_AVAILABLE DATA:_
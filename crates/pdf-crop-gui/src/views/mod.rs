pub mod canvas;
pub mod log_window;
pub mod menu;
pub mod state;
pub mod thumbnails;

use pdf_crop::ViewMode;

pub use canvas::show_pane;
pub use log_window::show_log_window;
pub use menu::{MenuState, show_menu_bar, show_toolbar};
pub use state::{OpenDocument, PaneView};
pub use thumbnails::show_thumbnails;

/// User intents collected while drawing a frame, handled afterwards
#[derive(Debug, Clone, Copy, PartialEq)]
pub enum UiAction {
    Open,
    Save,
    Close,
    ExportPreset,
    SetFastSave(bool),
    Quit,
    SetViewMode(ViewMode),
    ShowLog,
    ShowAbout,
    Crop,
    ResetCrop,
    DeletePages,
    SetLinkParitySizes(bool),
    TogglePreview(usize),
    ToggleMarked(usize),
}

_ABOUT THIS TASK:_ Copy out every line of the entries where the string "bool" shows up.

_TASK RESPONSE:_
    SetFastSave(bool),
    SetLinkParitySizes(bool),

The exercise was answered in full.